• [EXTRACTED MATERIAL]:
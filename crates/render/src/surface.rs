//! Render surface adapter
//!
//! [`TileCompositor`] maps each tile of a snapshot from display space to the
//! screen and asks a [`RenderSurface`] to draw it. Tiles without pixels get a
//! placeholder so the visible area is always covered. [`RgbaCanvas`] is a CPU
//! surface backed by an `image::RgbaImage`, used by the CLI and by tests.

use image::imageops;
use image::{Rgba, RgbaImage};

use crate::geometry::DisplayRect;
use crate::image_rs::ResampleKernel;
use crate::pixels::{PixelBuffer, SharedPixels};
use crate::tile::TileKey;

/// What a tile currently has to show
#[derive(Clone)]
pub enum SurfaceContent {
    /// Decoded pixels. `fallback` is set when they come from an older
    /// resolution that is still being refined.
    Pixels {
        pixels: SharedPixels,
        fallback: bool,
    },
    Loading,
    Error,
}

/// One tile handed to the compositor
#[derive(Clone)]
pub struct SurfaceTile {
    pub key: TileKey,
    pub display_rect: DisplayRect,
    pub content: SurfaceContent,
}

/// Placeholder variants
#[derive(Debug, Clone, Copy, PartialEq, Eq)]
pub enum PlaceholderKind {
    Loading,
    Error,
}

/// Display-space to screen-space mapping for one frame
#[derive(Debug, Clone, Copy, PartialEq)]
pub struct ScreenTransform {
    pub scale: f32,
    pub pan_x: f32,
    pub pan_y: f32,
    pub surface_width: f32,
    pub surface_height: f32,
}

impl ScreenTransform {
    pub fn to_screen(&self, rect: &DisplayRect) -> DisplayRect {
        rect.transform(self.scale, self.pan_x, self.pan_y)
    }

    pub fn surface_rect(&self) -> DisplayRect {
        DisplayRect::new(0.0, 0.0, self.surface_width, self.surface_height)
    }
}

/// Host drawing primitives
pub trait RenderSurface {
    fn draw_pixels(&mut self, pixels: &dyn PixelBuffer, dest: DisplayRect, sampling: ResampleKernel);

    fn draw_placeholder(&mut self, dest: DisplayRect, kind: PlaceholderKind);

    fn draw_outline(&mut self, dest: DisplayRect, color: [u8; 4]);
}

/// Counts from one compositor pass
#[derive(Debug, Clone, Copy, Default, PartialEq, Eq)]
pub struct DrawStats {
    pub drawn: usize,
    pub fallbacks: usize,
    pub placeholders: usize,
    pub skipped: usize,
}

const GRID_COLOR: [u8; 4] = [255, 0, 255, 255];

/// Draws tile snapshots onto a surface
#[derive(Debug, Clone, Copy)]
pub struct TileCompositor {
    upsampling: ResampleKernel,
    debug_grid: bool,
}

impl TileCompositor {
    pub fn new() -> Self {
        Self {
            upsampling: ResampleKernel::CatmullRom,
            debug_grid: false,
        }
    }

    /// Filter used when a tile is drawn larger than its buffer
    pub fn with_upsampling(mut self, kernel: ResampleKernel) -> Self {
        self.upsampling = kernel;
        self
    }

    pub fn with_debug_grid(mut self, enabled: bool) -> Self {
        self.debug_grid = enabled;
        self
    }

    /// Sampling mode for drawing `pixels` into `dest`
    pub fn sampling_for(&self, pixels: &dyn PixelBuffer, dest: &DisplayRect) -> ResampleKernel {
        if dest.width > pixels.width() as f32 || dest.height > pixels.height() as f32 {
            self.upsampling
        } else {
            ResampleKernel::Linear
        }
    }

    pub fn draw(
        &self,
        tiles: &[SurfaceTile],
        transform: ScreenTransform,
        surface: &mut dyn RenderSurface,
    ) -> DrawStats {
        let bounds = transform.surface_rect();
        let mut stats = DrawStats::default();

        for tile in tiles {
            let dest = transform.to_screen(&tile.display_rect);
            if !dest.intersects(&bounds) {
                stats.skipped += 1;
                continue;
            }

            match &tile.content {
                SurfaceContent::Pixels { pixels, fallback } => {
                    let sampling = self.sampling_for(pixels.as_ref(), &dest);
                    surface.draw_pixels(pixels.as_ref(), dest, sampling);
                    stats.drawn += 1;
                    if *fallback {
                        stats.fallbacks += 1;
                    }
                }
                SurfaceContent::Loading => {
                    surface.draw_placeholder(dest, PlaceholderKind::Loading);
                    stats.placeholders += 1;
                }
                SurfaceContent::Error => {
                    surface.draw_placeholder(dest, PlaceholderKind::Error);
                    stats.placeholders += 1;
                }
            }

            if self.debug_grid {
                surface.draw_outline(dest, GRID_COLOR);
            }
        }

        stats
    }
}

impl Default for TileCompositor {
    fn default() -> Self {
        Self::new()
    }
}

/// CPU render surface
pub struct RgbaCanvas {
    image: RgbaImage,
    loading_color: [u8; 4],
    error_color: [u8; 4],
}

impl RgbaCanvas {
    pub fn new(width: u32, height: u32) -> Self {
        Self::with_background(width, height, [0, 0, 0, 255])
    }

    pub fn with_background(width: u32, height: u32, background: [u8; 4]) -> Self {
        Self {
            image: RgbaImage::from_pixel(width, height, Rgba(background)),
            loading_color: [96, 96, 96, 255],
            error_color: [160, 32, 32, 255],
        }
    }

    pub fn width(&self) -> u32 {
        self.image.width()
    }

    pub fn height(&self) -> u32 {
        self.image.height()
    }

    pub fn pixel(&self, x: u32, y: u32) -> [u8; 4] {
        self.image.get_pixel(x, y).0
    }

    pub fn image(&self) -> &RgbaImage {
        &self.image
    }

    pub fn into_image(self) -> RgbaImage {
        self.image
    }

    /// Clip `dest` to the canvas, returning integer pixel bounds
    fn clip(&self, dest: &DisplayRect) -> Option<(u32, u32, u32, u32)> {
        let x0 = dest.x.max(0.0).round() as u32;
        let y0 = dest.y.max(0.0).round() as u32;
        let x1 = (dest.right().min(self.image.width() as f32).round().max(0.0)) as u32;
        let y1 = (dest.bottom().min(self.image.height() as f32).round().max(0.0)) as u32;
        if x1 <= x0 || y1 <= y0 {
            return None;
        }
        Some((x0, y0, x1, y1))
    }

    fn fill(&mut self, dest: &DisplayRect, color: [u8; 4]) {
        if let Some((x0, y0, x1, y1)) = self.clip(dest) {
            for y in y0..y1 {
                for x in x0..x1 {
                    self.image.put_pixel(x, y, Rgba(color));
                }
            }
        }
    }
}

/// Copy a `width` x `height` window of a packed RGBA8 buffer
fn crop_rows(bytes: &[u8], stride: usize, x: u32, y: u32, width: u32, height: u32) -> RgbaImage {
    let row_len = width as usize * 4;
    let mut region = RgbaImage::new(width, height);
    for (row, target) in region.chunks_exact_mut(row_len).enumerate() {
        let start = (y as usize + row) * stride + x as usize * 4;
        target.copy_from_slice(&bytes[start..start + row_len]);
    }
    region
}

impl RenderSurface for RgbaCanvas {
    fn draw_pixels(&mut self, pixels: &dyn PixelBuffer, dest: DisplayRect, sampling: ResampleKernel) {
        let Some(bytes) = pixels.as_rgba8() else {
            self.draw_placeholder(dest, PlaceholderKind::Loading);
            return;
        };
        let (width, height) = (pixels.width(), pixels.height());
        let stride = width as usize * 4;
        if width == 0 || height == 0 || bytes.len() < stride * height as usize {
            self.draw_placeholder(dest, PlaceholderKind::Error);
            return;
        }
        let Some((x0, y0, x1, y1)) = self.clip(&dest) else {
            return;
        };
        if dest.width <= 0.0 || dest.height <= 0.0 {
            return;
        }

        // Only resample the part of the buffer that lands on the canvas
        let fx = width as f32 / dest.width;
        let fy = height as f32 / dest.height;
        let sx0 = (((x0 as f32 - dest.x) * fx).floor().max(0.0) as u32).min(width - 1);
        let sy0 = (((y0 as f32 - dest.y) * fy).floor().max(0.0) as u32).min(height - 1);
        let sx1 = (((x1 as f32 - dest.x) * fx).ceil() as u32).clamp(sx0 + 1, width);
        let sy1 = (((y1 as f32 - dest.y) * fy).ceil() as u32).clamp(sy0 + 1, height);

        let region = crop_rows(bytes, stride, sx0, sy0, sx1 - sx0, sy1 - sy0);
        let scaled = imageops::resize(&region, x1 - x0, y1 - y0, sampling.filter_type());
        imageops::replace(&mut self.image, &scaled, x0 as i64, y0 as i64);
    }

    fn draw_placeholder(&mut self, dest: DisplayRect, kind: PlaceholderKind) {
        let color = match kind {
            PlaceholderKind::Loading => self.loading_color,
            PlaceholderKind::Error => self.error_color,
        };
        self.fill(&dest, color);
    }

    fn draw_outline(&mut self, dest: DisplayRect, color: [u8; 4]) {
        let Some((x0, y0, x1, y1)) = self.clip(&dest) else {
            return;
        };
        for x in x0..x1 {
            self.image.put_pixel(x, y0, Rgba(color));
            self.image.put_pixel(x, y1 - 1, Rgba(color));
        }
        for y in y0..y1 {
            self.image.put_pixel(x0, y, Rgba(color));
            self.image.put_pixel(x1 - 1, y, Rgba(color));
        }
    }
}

• [WORK TO COMPLETE]: Please return each line of the listing above that contains "ResampleKernel".

• [ANSWER AREA]:
use crate::image_rs::ResampleKernel;
    fn draw_pixels(&mut self, pixels: &dyn PixelBuffer, dest: DisplayRect, sampling: ResampleKernel);
    upsampling: ResampleKernel,
            upsampling: ResampleKernel::CatmullRom,
    pub fn with_upsampling(mut self, kernel: ResampleKernel) -> Self {
    pub fn sampling_for(&self, pixels: &dyn PixelBuffer, dest: &DisplayRect) -> ResampleKernel {
            ResampleKernel::Linear
    fn draw_pixels(&mut self, pixels: &dyn PixelBuffer, dest: DisplayRect, sampling: ResampleKernel) {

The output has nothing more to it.